What if you thought you had insurance, were paying your monthly premiums, got sick and got treatment – and then were notified that your insurance was being canceled retroactively, leaving you with huge medical bills?

That’s what happened to Patsy Bates, a 52-year-old grandmother. Patsy was diagnosed with stage-3 breast cancer in September of 2003. She had surgery, and then in the middle of chemotherapy she was notified that her policy had been canceled. She was left with nearly $200,000 in bills.

Badgered by bill collectors, Patsy found an attorney who sued the insurance company. In the process, internal company documents were disclosed showing that Health Net had paid employee bonuses for meeting a cancellation quota and for the amount of money saved.

Patsy was awarded more than $9 million on February 23, 2008 in her case against Health Net Inc, one of the largest for-profit insurance companies.

Calling Health Net’s actions “egregious,” Judge Sam Cianchetti ruled that the company acted in bad faith. “Health Net was primarily concerned with and considered its own financial interests and gave little, if any, consideration and concern for the interests of the insured,” Cianchetti held.

Health Net Chief Executive Jay Gellert ordered an immediate halt to cancellations and, as reported in The Times, the company would be changing its coverage applications and retraining its sales force. “I felt bad about what happened to her,” he said. “I feel bad about the whole situation.” Gellert said he would move quickly to “give people the confidence that they can count on their policy.” Specifically, he pledged to stop all cancellations until an external review process could be established to approve all cancellations.

As an advocate for the disabled, I was pleased with the judge’s strong denunciation of the way Health Net carried out Bates’ cancellation. The big money award was exactly the kind of message necessary to get the attention of greedy insurance companies. People work hard to earn their employment benefits including medical and disability insurance plans and they expect the benefits to be there when they need them.

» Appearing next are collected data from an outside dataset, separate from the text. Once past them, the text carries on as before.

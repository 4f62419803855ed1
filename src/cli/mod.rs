//! CLI command definitions for the `pm` binary.
//!
//! This module defines the CLI structure using clap's derive macros and
//! dispatches each subcommand onto the database gateway. Every command
//! returns the text to print so the caller decides where it goes.

pub mod assign;
pub mod records;

use crate::db::Database;
use crate::format::{OutputFormat, format_schema_markdown, to_json};
use anyhow::Result;
use assign::AssignArgs;
use clap::{Parser, Subcommand};
use records::{EmployeeArgs, StatusArgs, TaskArgs};
use serde_json::json;
use std::path::PathBuf;

/// Track employees, tasks, statuses and the assignments linking them
#[derive(Parser, Debug)]
#[command(name = "pm", author, version, about, long_about = None)]
pub struct Cli {
    /// Path to configuration file
    #[arg(short, long, global = true)]
    pub config: Option<PathBuf>,

    /// Path to database file (overrides config)
    #[arg(short, long, global = true)]
    pub database: Option<PathBuf>,

    /// Enable verbose logging
    #[arg(short, long, global = true)]
    pub verbose: bool,

    /// Logging output: 0/off, 1/stdout, 2/stderr, or filename (overrides config)
    #[arg(short, long, global = true)]
    pub log: Option<String>,

    /// Output format for results
    #[arg(short, long, value_enum, default_value_t = OutputFormat::Markdown, global = true)]
    pub format: OutputFormat,

    #[command(subcommand)]
    pub command: Command,
}

/// Available subcommands
#[derive(Subcommand, Debug)]
pub enum Command {
    /// Create the tables if they do not exist
    Init,

    /// Drop all tables and recreate them empty
    Reset,

    /// Report whether any assignment exists
    IsEmpty,

    /// Add and list employees
    #[command(subcommand)]
    Employee(EmployeeArgs),

    /// Add and list tasks
    #[command(subcommand)]
    Task(TaskArgs),

    /// Add and list statuses
    #[command(subcommand)]
    Status(StatusArgs),

    /// Create, edit, filter and inspect assignments
    #[command(subcommand)]
    Assign(AssignArgs),

    /// Show tables and their foreign keys
    Schema,
}

/// Run one command against the database and return its rendered output.
///
/// Every command except `reset` first makes sure the schema exists.
pub fn run(db: &Database, command: Command, format: OutputFormat) -> Result<String> {
    match command {
        Command::Init => {
            db.ensure_schema()?;
            Ok(message(format, "Schema ready"))
        }
        Command::Reset => {
            db.reset_schema()?;
            db.ensure_schema()?;
            Ok(message(format, "All tables dropped and recreated"))
        }
        Command::IsEmpty => {
            let empty = db.is_empty()?;
            Ok(match format {
                OutputFormat::Json => to_json(&json!({ "empty": empty })),
                OutputFormat::Markdown => {
                    if empty {
                        "No assignments stored\n".to_string()
                    } else {
                        "Assignments present\n".to_string()
                    }
                }
            })
        }
        Command::Employee(args) => {
            db.ensure_schema()?;
            records::run_employee(db, args, format)
        }
        Command::Task(args) => {
            db.ensure_schema()?;
            records::run_task(db, args, format)
        }
        Command::Status(args) => {
            db.ensure_schema()?;
            records::run_status(db, args, format)
        }
        Command::Assign(args) => {
            db.ensure_schema()?;
            assign::run_assign(db, args, format)
        }
        Command::Schema => {
            db.ensure_schema()?;
            let schema = db.get_schema()?;
            Ok(match format {
                OutputFormat::Json => to_json(&schema),
                OutputFormat::Markdown => format_schema_markdown(&schema),
            })
        }
    }
}

/// A one-line confirmation in the requested format.
pub(crate) fn message(format: OutputFormat, text: &str) -> String {
    match format {
        OutputFormat::Json => to_json(&json!({ "message": text })),
        OutputFormat::Markdown => format!("{}\n", text),
    }
}
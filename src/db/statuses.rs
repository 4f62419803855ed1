//! Status CRUD operations.

use super::Database;
use crate::error::StorageResult;
use crate::types::{RowId, Status};
use rusqlite::{OptionalExtension, params};
use tracing::debug;

impl Database {
    /// Insert a validated status and return its new id.
    pub fn insert_status(&self, status: &Status) -> StorageResult<RowId> {
        self.with_conn(|conn| {
            conn.execute(
                "INSERT INTO status (description) VALUES (?1)",
                params![status.description()],
            )?;
            let id = conn.last_insert_rowid();
            debug!(id, description = %status.description(), "Inserted status");
            Ok(id)
        })
    }

    pub fn get_all_statuses(&self) -> StorageResult<Vec<Status>> {
        self.with_conn(|conn| {
            let mut stmt = conn.prepare("SELECT id, description FROM status ORDER BY rowid")?;
            let statuses = stmt
                .query_map([], |row| Ok(Status::from_row(row.get(0)?, row.get(1)?)))?
                .collect::<Result<Vec<_>, _>>()?;
            Ok(statuses)
        })
    }

    pub fn get_last_status(&self) -> StorageResult<Option<Status>> {
        self.with_conn(|conn| {
            let status = conn
                .query_row(
                    "SELECT id, description FROM status ORDER BY id DESC LIMIT 1",
                    [],
                    |row| Ok(Status::from_row(row.get(0)?, row.get(1)?)),
                )
                .optional()?;
            Ok(status)
        })
    }

    /// Resolve a status description to its id.
    pub fn find_status_id(&self, description: &str) -> StorageResult<Option<RowId>> {
        self.with_conn(|conn| {
            let id = conn
                .query_row(
                    "SELECT id FROM status WHERE description = ?1",
                    params![description],
                    |row| row.get(0),
                )
                .optional()?;
            Ok(id)
        })
    }

    pub fn get_status_names(&self) -> StorageResult<Vec<String>> {
        self.with_conn(|conn| {
            let mut stmt = conn.prepare("SELECT description FROM status ORDER BY id ASC")?;
            let names = stmt
                .query_map([], |row| row.get(0))?
                .collect::<Result<Vec<String>, _>>()?;
            Ok(names)
        })
    }
}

It is reprehensible for a company to take away those benefits for the sole purpose of increasing profits. When health or disability benefits are erroneously denied the carrier is liable to the disable person under the Employee Retirement Income Security Act of 1974 (ERISA) or in some instances under state law for bad faith. The same state law bad faith remedy is available to those wrongfully denied their health insurance benefits– like Patsy Bates.